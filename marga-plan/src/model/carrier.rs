//! Articulated load-carrier model (load-haul-dump type vehicles).

use crate::discretize::Discretizer;
use crate::primitive::MotionPrimitive;

use super::footprint::BodyRect;
use super::maneuver::{build_primitive, lattice_step, Maneuver};
use super::{dedupe_primitives, VehicleKind, VehicleModel};

/// Tractor and load unit joined at an articulation joint.
///
/// The reference point is the articulation joint. Path curvature is bounded
/// by the maximum articulation angle: at steady state a curvature `k`
/// implies an articulation of `atan(k * hitch_length)`. The trailing body
/// follows the tractor; its footprint is swept together with the tractor's.
pub struct LoadCarrierModel {
    hitch_length: f32,
    max_articulation_angle: f32,
    reverse_cost_factor: f32,
    bodies: [BodyRect; 2],
}

impl LoadCarrierModel {
    /// Create a load-carrier model.
    ///
    /// # Arguments
    /// * `hitch_length` - Joint-to-axle distance in meters
    /// * `max_articulation_angle` - Articulation limit in radians
    /// * `reverse_cost_factor` - Cost multiplier for reverse motion (≥ 1)
    /// * `tractor` - Leading body rectangle (positive offset)
    /// * `trailer` - Trailing body rectangle (negative offset)
    pub fn new(
        hitch_length: f32,
        max_articulation_angle: f32,
        reverse_cost_factor: f32,
        tractor: BodyRect,
        trailer: BodyRect,
    ) -> Self {
        Self {
            hitch_length,
            max_articulation_angle,
            reverse_cost_factor,
            bodies: [tractor, trailer],
        }
    }

    /// Steady-state articulation angle for a path curvature (radians).
    pub fn articulation_for_curvature(&self, curvature: f32) -> f32 {
        (curvature * self.hitch_length).atan()
    }
}

impl VehicleModel for LoadCarrierModel {
    fn name(&self) -> &'static str {
        "load_carrier"
    }

    fn kind(&self) -> VehicleKind {
        VehicleKind::LoadCarrier
    }

    fn max_curvature(&self) -> f32 {
        self.max_articulation_angle.tan() / self.hitch_length
    }

    fn bodies(&self) -> &[BodyRect] {
        &self.bodies
    }

    fn generate_primitives(&self, disc: &Discretizer, heading: u16) -> Vec<MotionPrimitive> {
        let (sx, sy) = lattice_step(disc, heading);
        let step_len = (((sx * sx + sy * sy) as f32).sqrt()) * disc.resolution();
        let k_max = self.max_curvature();
        let step_angle = disc.heading_step();

        let mut maneuvers = vec![
            Maneuver::Arc {
                curvature: 0.0,
                length: step_len,
                cost_factor: 1.0,
            },
            Maneuver::Arc {
                curvature: 0.0,
                length: 2.0 * step_len,
                cost_factor: 1.0,
            },
            // Straight reverse only: backing an articulated pair through a
            // turn is unstable and excluded from the lattice
            Maneuver::Arc {
                curvature: 0.0,
                length: -step_len,
                cost_factor: self.reverse_cost_factor,
            },
        ];

        for turn in [1.0f32, -1.0] {
            for frac in [1.0f32, 0.5] {
                let k = turn * k_max * frac;
                maneuvers.push(Maneuver::Arc {
                    curvature: k,
                    length: step_angle / (k_max * frac),
                    cost_factor: 1.0,
                });
            }
        }

        let prims = maneuvers
            .into_iter()
            .filter_map(|m| build_primitive(&self.bodies, disc, heading, m))
            .filter(|p| self.is_kinematically_valid(p, disc))
            .collect();
        dedupe_primitives(prims)
    }
}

__Work instruction__
Write all the entries again precisely as they were given.

__Completed task__
filename marga-plan/src/model/carrier.rs
//! Articulated load-carrier model (load-haul-dump type vehicles).

use crate::discretize::Discretizer;
use crate::primitive::MotionPrimitive;

use super::footprint::BodyRect;
use super::maneuver::{build_primitive, lattice_step, Maneuver};
use super::{dedupe_primitives, VehicleKind, VehicleModel};

/// Tractor and load unit joined at an articulation joint.
///
/// The reference point is the articulation joint. Path curvature is bounded
/// by the maximum articulation angle: at steady state a curvature `k`
/// implies an articulation of `atan(k * hitch_length)`. The trailing body
/// follows the tractor; its footprint is swept together with the tractor's.
pub struct LoadCarrierModel {
    hitch_length: f32,
    max_articulation_angle: f32,
    reverse_cost_factor: f32,
    bodies: [BodyRect; 2],
}

impl LoadCarrierModel {
    /// Create a load-carrier model.
    ///
    /// # Arguments
    /// * `hitch_length` - Joint-to-axle distance in meters
    /// * `max_articulation_angle` - Articulation limit in radians
    /// * `reverse_cost_factor` - Cost multiplier for reverse motion (≥ 1)
    /// * `tractor` - Leading body rectangle (positive offset)
    /// * `trailer` - Trailing body rectangle (negative offset)
    pub fn new(
        hitch_length: f32,
        max_articulation_angle: f32,
        reverse_cost_factor: f32,
        tractor: BodyRect,
        trailer: BodyRect,
    ) -> Self {
        Self {
            hitch_length,
            max_articulation_angle,
            reverse_cost_factor,
            bodies: [tractor, trailer],
        }
    }

    /// Steady-state articulation angle for a path curvature (radians).
    pub fn articulation_for_curvature(&self, curvature: f32) -> f32 {
        (curvature * self.hitch_length).atan()
    }
}

impl VehicleModel for LoadCarrierModel {
    fn name(&self) -> &'static str {
        "load_carrier"
    }

    fn kind(&self) -> VehicleKind {
        VehicleKind::LoadCarrier
    }

    fn max_curvature(&self) -> f32 {
        self.max_articulation_angle.tan() / self.hitch_length
    }

    fn bodies(&self) -> &[BodyRect] {
        &self.bodies
    }

    fn generate_primitives(&self, disc: &Discretizer, heading: u16) -> Vec<MotionPrimitive> {
        let (sx, sy) = lattice_step(disc, heading);
        let step_len = (((sx * sx + sy * sy) as f32).sqrt()) * disc.resolution();
        let k_max = self.max_curvature();
        let step_angle = disc.heading_step();

        let mut maneuvers = vec![
            Maneuver::Arc {
                curvature: 0.0,
                length: step_len,
                cost_factor: 1.0,
            },
            Maneuver::Arc {
                curvature: 0.0,
                length: 2.0 * step_len,
                cost_factor: 1.0,
            },
            // Straight reverse only: backing an articulated pair through a
            // turn is unstable and excluded from the lattice
            Maneuver::Arc {
                curvature: 0.0,
                length: -step_len,
                cost_factor: self.reverse_cost_factor,
            },
        ];

        for turn in [1.0f32, -1.0] {
            for frac in [1.0f32, 0.5] {
                let k = turn * k_max * frac;
                maneuvers.push(Maneuver::Arc {
                    curvature: k,
                    length: step_angle / (k_max * frac),
                    cost_factor: 1.0,
                });
            }
        }

        let prims = maneuvers
            .into_iter()
            .filter_map(|m| build_primitive(&self.bodies, disc, heading, m))
            .filter(|p| self.is_kinematically_valid(p, disc))
            .collect();
        dedupe_primitives(prims)
    }
}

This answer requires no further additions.